As the bill passed unanimously July 28, provincial finance minister Mike de Jong and housing minister Rich Coleman told media (as reported in a widely syndicated Canadian Press story) that a range of affordable housing schemes for low-income earners, first-time buyers and renters will be put into place in the fall – ahead of the provincial election campaign that is expected to be fought largely over housing issues.
De Jong said, “If foreign purchases continue at the pace they’ve been at, it’s a sizable amount of money.”
The bill passed unchanged and without any opposition, despite calls from the real estate industry to amend the retroactive application of the new tax, which has to be paid by all overseas buyers already locked into purchase contracts that close after the August 2 deadline. Industry insiders have also called for an exemption for people who are living in Vancouver on medium-term work permits, but no exemption was made.
Mayor Gregor Robertson issued a statement from his office earlier this week welcoming the new tax and saying that he has long been calling for the provincial government to address housing affordability. He is now urging Victoria to redirect the new revenue towards housing projects in the City of Vancouver and across the province.
“While I’ve called for other regulatory tools – including luxury and speculation taxes – a higher transfer tax on foreign buyers has the potential to address some of the speculation we’re seeing in our housing market, which would be a positive step in easing affordability pressures on residents…
“There’s no one single solution to affordability. Even if we stopped all speculative investment in housing today, we’d still have a near-zero rental vacancy rate, and thousands of people on waiting lists to get off the streets and into housing. I urge the Province to match their efforts to cool the market with a commitment to invest in creating new low and middle income housing in Vancouver and throughout BC. Vancouver is willing to do more than our share, and we continue to offer 20 shovel-ready sites of City-owned land worth $250m to build affordable housing in partnership with the BC and federal governments.”
The mayor also said that it was important to continue the City’s plan to implement a vacant home tax.

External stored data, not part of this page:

//! Evaluation run configuration.
//!
//! A run config is a YAML file describing one evaluation. Only the
//! `aggregator.input` section matters here: it names the lenses, mappings
//! and filters the run needs. Everything else in the file is ignored.
//!
//! ```yaml
//! aggregator:
//!   input:
//!     lenses: [3.5-entity_list_en]
//!     mappings: [redirects-v2.json-2018-04-01]
//!     filters: [us_states_list_en-txt-12_jan_28]
//! ```

use serde::de::DeserializeOwned;
use serde::{Deserialize, Serialize};
use std::path::Path;

use crate::error::{ConfigError, Result};

#[derive(Debug, Clone, Default, Serialize, Deserialize)]
pub struct RunConfig {
    /// File name the config was loaded from (not part of the YAML).
    #[serde(skip)]
    pub file_name: String,

    #[serde(default)]
    pub aggregator: AggregatorConfig,
}

#[derive(Debug, Clone, Default, Serialize, Deserialize)]
pub struct AggregatorConfig {
    #[serde(default)]
    pub input: AggregatorInput,
}

/// Resource names requested by a run, per resource type.
#[derive(Debug, Clone, Default, Serialize, Deserialize)]
pub struct AggregatorInput {
    #[serde(default)]
    pub lenses: Option<Vec<String>>,
    #[serde(default)]
    pub mappings: Option<Vec<String>>,
    #[serde(default)]
    pub filters: Option<Vec<String>>,
}

impl AggregatorInput {
    pub fn lenses(&self) -> &[String] {
        self.lenses.as_deref().unwrap_or_default()
    }

    pub fn mappings(&self) -> &[String] {
        self.mappings.as_deref().unwrap_or_default()
    }

    pub fn filters(&self) -> &[String] {
        self.filters.as_deref().unwrap_or_default()
    }
}

impl RunConfig {
    /// Load a run config from a YAML file.
    pub fn load(path: &Path) -> Result<Self> {
        let mut config: RunConfig = read_yaml(path)?;
        config.file_name = path
            .file_name()
            .map(|n| n.to_string_lossy().into_owned())
            .unwrap_or_else(|| path.display().to_string());
        tracing::debug!(file = %config.file_name, "Loaded run config");
        Ok(config)
    }

    /// Parse a run config from a YAML string (tests / embedded configs).
    pub fn from_yaml(file_name: &str, yaml: &str) -> std::result::Result<Self, serde_yaml::Error> {
        let mut config: RunConfig = serde_yaml::from_str(yaml)?;
        config.file_name = file_name.to_string();
        Ok(config)
    }
}

pub(crate) fn read_yaml<T: DeserializeOwned>(path: &Path) -> Result<T> {
    if !path.exists() {
        return Err(ConfigError::NotFound(path.to_path_buf()));
    }
    let content = std::fs::read_to_string(path).map_err(|source| ConfigError::Io {
        path: path.to_path_buf(),
        source,
    })?;
    serde_yaml::from_str(&content).map_err(|source| ConfigError::Yaml {
        path: path.to_path_buf(),
        source,
    })
}
//! Process settings for Orbis.
//!
//! Settings are read from a YAML file given on the command line or via the
//! `ORBIS_SETTINGS` env var. Every field has a default, so an empty (or
//! missing) settings file is valid. `ORBIS_DATA_DIR` overrides `data_dir`.

use serde::{Deserialize, Serialize};
use std::collections::HashMap;
use std::path::{Path, PathBuf};

use crate::error::Result;
use crate::run_config::read_yaml;

pub const SETTINGS_ENV: &str = "ORBIS_SETTINGS";
pub const DATA_DIR_ENV: &str = "ORBIS_DATA_DIR";

#[derive(Debug, Clone, Serialize, Deserialize)]
pub struct Settings {
    /// Root of the resource tree (`lenses/`, `mappings/`, `filters/`).
    #[serde(default = "default_data_dir")]
    pub data_dir: PathBuf,

    #[serde(default)]
    pub sparql: SparqlSettings,

    #[serde(default)]
    pub type_patterns: TypePatterns,

    /// Evaluator name -> (gold label -> canonical label).
    #[serde(default = "default_entity_maps")]
    pub entity_maps: HashMap<String, HashMap<String, String>>,
}

fn default_data_dir() -> PathBuf { PathBuf::from("data") }

impl Default for Settings {
    fn default() -> Self {
        Self {
            data_dir: default_data_dir(),
            sparql: SparqlSettings::default(),
            type_patterns: TypePatterns::default(),
            entity_maps: default_entity_maps(),
        }
    }
}

impl Settings {
    /// Load settings from `path`, falling back to `ORBIS_SETTINGS`, then defaults.
    pub fn load(path: Option<&Path>) -> Result<Self> {
        let env_path = std::env::var(SETTINGS_ENV).ok().map(PathBuf::from);
        let mut settings = match path.map(Path::to_path_buf).or(env_path) {
            Some(path) => {
                tracing::debug!(path = %path.display(), "Loading settings");
                read_yaml(&path)?
            }
            None => Settings::default(),
        };

        if let Ok(dir) = std::env::var(DATA_DIR_ENV) {
            settings.data_dir = PathBuf::from(dir);
        }
        Ok(settings)
    }

    pub fn from_yaml(yaml: &str) -> std::result::Result<Self, serde_yaml::Error> {
        serde_yaml::from_str(yaml)
    }

    pub fn with_data_dir(mut self, data_dir: impl Into<PathBuf>) -> Self {
        self.data_dir = data_dir.into();
        self
    }
}

// ── SPARQL ───────────────────────────────────────────────────────────────────

#[derive(Debug, Clone, Serialize, Deserialize)]
pub struct SparqlSettings {
    #[serde(default = "default_endpoint")]
    pub endpoint: String,
    #[serde(default = "default_timeout_secs")]
    pub timeout_secs: u64,
}

fn default_endpoint() -> String { "http://dbpedia.org/sparql".to_string() }
fn default_timeout_secs() -> u64 { 30 }

impl Default for SparqlSettings {
    fn default() -> Self {
        Self {
            endpoint: default_endpoint(),
            timeout_secs: default_timeout_secs(),
        }
    }
}

// ── Type patterns ────────────────────────────────────────────────────────────

/// Data for the entity type matchers.
///
/// Each category pattern is `base_pattern` followed by an alternation of the
/// category terms and an optional numeric suffix (YAGO class ids).
#[derive(Debug, Clone, Serialize, Deserialize)]
pub struct TypePatterns {
    #[serde(default = "default_base_pattern")]
    pub base_pattern: String,
    #[serde(default = "default_organization_terms")]
    pub organization: Vec<String>,
    #[serde(default = "default_person_terms")]
    pub person: Vec<String>,
    #[serde(default = "default_location_terms")]
    pub location: Vec<String>,
    /// Substring marking a URI that is absent from the knowledge graph.
    #[serde(default = "default_not_in_wiki_marker")]
    pub not_in_wiki_marker: String,
}

fn default_base_pattern() -> String {
    concat!(
        r"https?://(?:",
        r"dbpedia\.org/ontology/",
        r"|dbpedia\.org/class/yago/",
        r"|schema\.org/",
        r"|xmlns\.com/foaf/0\.1/",
        r"|umbel\.org/umbel/rc/",
        r"|www\.ontologydesignpatterns\.org/ont/dul/DUL\.owl#",
        r")"
    )
    .to_string()
}

fn terms(list: &[&str]) -> Vec<String> {
    list.iter().map(|t| t.to_string()).collect()
}

fn default_organization_terms() -> Vec<String> {
    terms(&[
        "Organisation", "Organization", "Company", "Corporation", "Band",
        "SportsTeam", "SportsClub", "University", "EducationalInstitution",
        "PoliticalParty", "GovernmentAgency", "Broadcaster", "Non-ProfitOrganisation",
    ])
}

fn default_person_terms() -> Vec<String> {
    terms(&[
        "Person", "Human", "Artist", "Athlete", "Politician", "OfficeHolder",
        "Scientist", "Writer", "Actor", "MusicalArtist", "Royalty", "Philosopher",
    ])
}

fn default_location_terms() -> Vec<String> {
    terms(&[
        "Place", "Location", "PopulatedPlace", "Settlement", "City", "Town",
        "Village", "Country", "Region", "AdministrativeRegion", "Continent",
        "Island", "Mountain", "River",
    ])
}

fn default_not_in_wiki_marker() -> String { "http://aksw.org/notInWiki".to_string() }

impl Default for TypePatterns {
    fn default() -> Self {
        Self {
            base_pattern: default_base_pattern(),
            organization: default_organization_terms(),
            person: default_person_terms(),
            location: default_location_terms(),
            not_in_wiki_marker: default_not_in_wiki_marker(),
        }
    }
}

// ── Entity maps ──────────────────────────────────────────────────────────────

fn default_entity_maps() -> HashMap<String, HashMap<String, String>> {
    let conll: HashMap<String, String> = [
        ("PER", "Person"),
        ("ORG", "Organization"),
        ("LOC", "Place"),
        ("MISC", "Misc"),
    ]
    .into_iter()
    .map(|(k, v)| (k.to_string(), v.to_string()))
    .collect();

    let mut maps = HashMap::new();
    maps.insert("conll".to_string(), conll);
    maps
}

#[cfg(test)]
mod tests {
    use super::*;

    #[test]
    fn test_empty_yaml_uses_defaults() {
        let settings = Settings::from_yaml("{}").unwrap();
        assert_eq!(settings.data_dir, PathBuf::from("data"));
        assert_eq!(settings.sparql.endpoint, "http://dbpedia.org/sparql");
        assert_eq!(settings.type_patterns.not_in_wiki_marker, "http://aksw.org/notInWiki");
        assert!(settings.entity_maps.contains_key("conll"));
    }

    #[test]
    fn test_partial_override() {
        let yaml = r#"
data_dir: /srv/orbis/data
sparql:
  timeout_secs: 5
type_patterns:
  person: [Person]
entity_maps:
  aida:
    PER: Person
"#;
        let settings = Settings::from_yaml(yaml).unwrap();
        assert_eq!(settings.data_dir, PathBuf::from("/srv/orbis/data"));
        assert_eq!(settings.sparql.timeout_secs, 5);
        assert_eq!(settings.sparql.endpoint, default_endpoint());
        assert_eq!(settings.type_patterns.person, vec!["Person".to_string()]);
        assert_eq!(settings.type_patterns.organization, default_organization_terms());
        assert!(!settings.entity_maps.contains_key("conll"));
        assert_eq!(settings.entity_maps["aida"]["PER"], "Person");
    }

    #[test]
    fn test_with_data_dir() {
        let settings = Settings::default().with_data_dir("/tmp/x");
        assert_eq!(settings.data_dir, PathBuf::from("/tmp/x"));
    }
}
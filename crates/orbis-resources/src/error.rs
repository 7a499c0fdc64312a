//! Error types for resource conversion and loading.

use std::path::PathBuf;
use thiserror::Error;

use crate::kind::ResourceKind;

pub type Result<T> = std::result::Result<T, ResourceError>;

#[derive(Error, Debug)]
pub enum ResourceError {
    #[error("No source to convert found for {kind}: {}", path.display())]
    MissingSource { kind: ResourceKind, path: PathBuf },

    #[error("Cannot decode {}: {source}", path.display())]
    Decode {
        path: PathBuf,
        #[source]
        source: std::io::Error,
    },

    #[error("Invalid JSON in {}: {source}", path.display())]
    Parse {
        path: PathBuf,
        #[source]
        source: serde_json::Error,
    },

    #[error("Cache file {} is unusable: {source}", path.display())]
    Cache {
        path: PathBuf,
        #[source]
        source: bincode::Error,
    },

    #[error("Cache file {} holds a {found}, expected a {expected}", path.display())]
    CacheKindMismatch {
        path: PathBuf,
        expected: ResourceKind,
        found: ResourceKind,
    },

    #[error("IO error on {}: {source}", path.display())]
    Io {
        path: PathBuf,
        #[source]
        source: std::io::Error,
    },

    #[error("Unknown resource type: {0}")]
    UnknownKind(String),

    #[error(transparent)]
    Config(#[from] orbis_common::ConfigError),
}

impl ResourceError {
    pub(crate) fn io(path: impl Into<PathBuf>, source: std::io::Error) -> Self {
        ResourceError::Io { path: path.into(), source }
    }
}
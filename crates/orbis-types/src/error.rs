use thiserror::Error;

use crate::category::TypeCategory;

#[derive(Error, Debug)]
pub enum TypeError {
    #[error("SPARQL request to {endpoint} failed: {source}")]
    Http {
        endpoint: String,
        #[source]
        source: reqwest::Error,
    },

    #[error("SPARQL endpoint {endpoint} answered with HTTP {status}")]
    Status { endpoint: String, status: u16 },

    #[error("Malformed SPARQL result: {0}")]
    Parse(#[from] serde_json::Error),

    #[error("Invalid {category} type pattern: {source}")]
    Pattern {
        category: TypeCategory,
        #[source]
        source: regex::Error,
    },
}

pub type Result<T> = std::result::Result<T, TypeError>;
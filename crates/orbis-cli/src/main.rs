use std::path::PathBuf;

use anyhow::Context;
use clap::{Parser, Subcommand};
use tracing::info;
use tracing_subscriber::EnvFilter;

use orbis_common::Settings;
use orbis_resources::{check_resources, convert, BarProgress, ResourceCache, ResourceKind, ResourceLayout, SourceNewerPolicy};
use orbis_types::{normalize_entity_type, normalize_tags, EntityTypeResolver, SparqlTypeSource, TypeClassifier};

#[derive(Parser)]
#[command(name = "orbis", version, about = "Evaluation resources and entity types")]
struct Cli {
    /// Settings YAML (defaults apply to every missing field).
    #[arg(long, global = true, env = "ORBIS_SETTINGS")]
    settings: Option<PathBuf>,

    /// Debug logging (overridden by RUST_LOG).
    #[arg(short, long, global = true)]
    verbose: bool,

    #[command(subcommand)]
    command: Command,
}

#[derive(Subcommand)]
enum Command {
    /// Convert and load every resource the given run configs request.
    Check {
        /// Rebuild every cache from its source.
        #[arg(long)]
        refresh: bool,
        /// Also rebuild caches older than their source.
        #[arg(long)]
        source_newer: bool,
        #[arg(required = true)]
        configs: Vec<PathBuf>,
    },
    /// Convert one source artifact into a cache file next to it.
    Convert {
        /// lense, mapping or filter
        kind: ResourceKind,
        source: PathBuf,
    },
    /// Look up and classify the type of an entity URI.
    EntityType {
        /// SPARQL endpoint (defaults to the settings value).
        #[arg(long)]
        endpoint: Option<String>,
        /// Resolve wiki redirects first.
        #[arg(long)]
        check_redirect: bool,
        /// Use the first recognised type instead of a majority vote.
        #[arg(long)]
        first_best: bool,
        uri: String,
    },
    /// Normalize a raw entity type name or URI.
    Normalize { raw_type: String },
    /// Map a gold label to the label an evaluator uses.
    Tag { evaluator: String, label: String },
}

fn init_tracing(verbose: bool) {
    let default_level = if verbose { "debug" } else { "info" };
    tracing_subscriber::fmt()
        .with_env_filter(EnvFilter::try_from_default_env().unwrap_or_else(|_| EnvFilter::new(default_level)))
        .with_writer(std::io::stderr)
        .init();
}

fn main() -> anyhow::Result<()> {
    let cli = Cli::parse();
    init_tracing(cli.verbose);

    let settings = Settings::load(cli.settings.as_deref()).context("Failed to load settings")?;

    match cli.command {
        Command::Check {
            refresh,
            source_newer,
            configs,
        } => {
            let mut cache = ResourceCache::new(ResourceLayout::new(&settings.data_dir)).with_progress(BarProgress::default());
            if source_newer {
                cache = cache.with_policy(SourceNewerPolicy);
            }
            info!(data_dir = %cache.layout().data_dir().display(), "Using data dir");

            let resources = check_resources(&cache, &configs, refresh)?;
            println!("lenses:   {} entities", resources.lenses.len());
            println!("mappings: {} redirects", resources.mappings.len());
            println!("filters:  {} surface forms", resources.filters.len());
        }

        Command::Convert { kind, source } => {
            let cache = convert(kind, &source, &BarProgress::default())
                .with_context(|| format!("Failed to convert {}", source.display()))?;
            println!("{}", cache.display());
        }

        Command::EntityType {
            endpoint,
            check_redirect,
            first_best,
            uri,
        } => {
            let mut sparql = settings.sparql.clone();
            if let Some(endpoint) = endpoint {
                sparql.endpoint = endpoint;
            }
            let source = SparqlTypeSource::from_settings(&sparql)?;
            info!(endpoint = source.endpoint(), "Querying SPARQL endpoint");
            let classifier = TypeClassifier::from_patterns(&settings.type_patterns)?;
            let resolver = EntityTypeResolver::new(source, classifier).with_first_best(first_best);

            let entity_type = resolver
                .resolve(&uri, check_redirect)
                .with_context(|| format!("Failed to resolve the entity type of {uri}"))?;
            println!("{entity_type}");
        }

        Command::Normalize { raw_type } => {
            println!("{}", normalize_entity_type(&raw_type));
        }

        Command::Tag { evaluator, label } => {
            println!("{}", normalize_tags(&label, &evaluator, &settings.entity_maps));
        }
    }

    Ok(())
}

#[cfg(test)]
mod tests {
    use super::*;
    use clap::CommandFactory;

    #[test]
    fn test_cli_definition() {
        Cli::command().debug_assert();
    }

    #[test]
    fn test_parse_convert() {
        let cli = Cli::parse_from(["orbis", "convert", "mappings", "data/mappings/redirects.xz"]);
        match cli.command {
            Command::Convert { kind, source } => {
                assert_eq!(kind, ResourceKind::Mapping);
                assert_eq!(source, PathBuf::from("data/mappings/redirects.xz"));
            }
            _ => panic!("expected convert"),
        }
    }

    #[test]
    fn test_parse_entity_type_flags() {
        let cli = Cli::parse_from(["orbis", "-v", "entity-type", "--first-best", "http://dbpedia.org/resource/Berlin"]);
        assert!(cli.verbose);
        match cli.command {
            Command::EntityType {
                endpoint,
                check_redirect,
                first_best,
                uri,
            } => {
                assert!(endpoint.is_none());
                assert!(!check_redirect);
                assert!(first_best);
                assert_eq!(uri, "http://dbpedia.org/resource/Berlin");
            }
            _ => panic!("expected entity-type"),
        }
    }

    #[test]
    fn test_check_requires_config() {
        assert!(Cli::try_parse_from(["orbis", "check"]).is_err());
    }
}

“Ultimately, the issue is not who buys, but how housing is being used: people who use housing solely as a means to make money – rather than living and working in Vancouver – should be taxed as such. That’s why legislation to enable the City to bring in an empty homes tax is an important step forward in making the best use of all our housing, provided it is followed up with a commitment by the Province to meaningfully share data with the City.”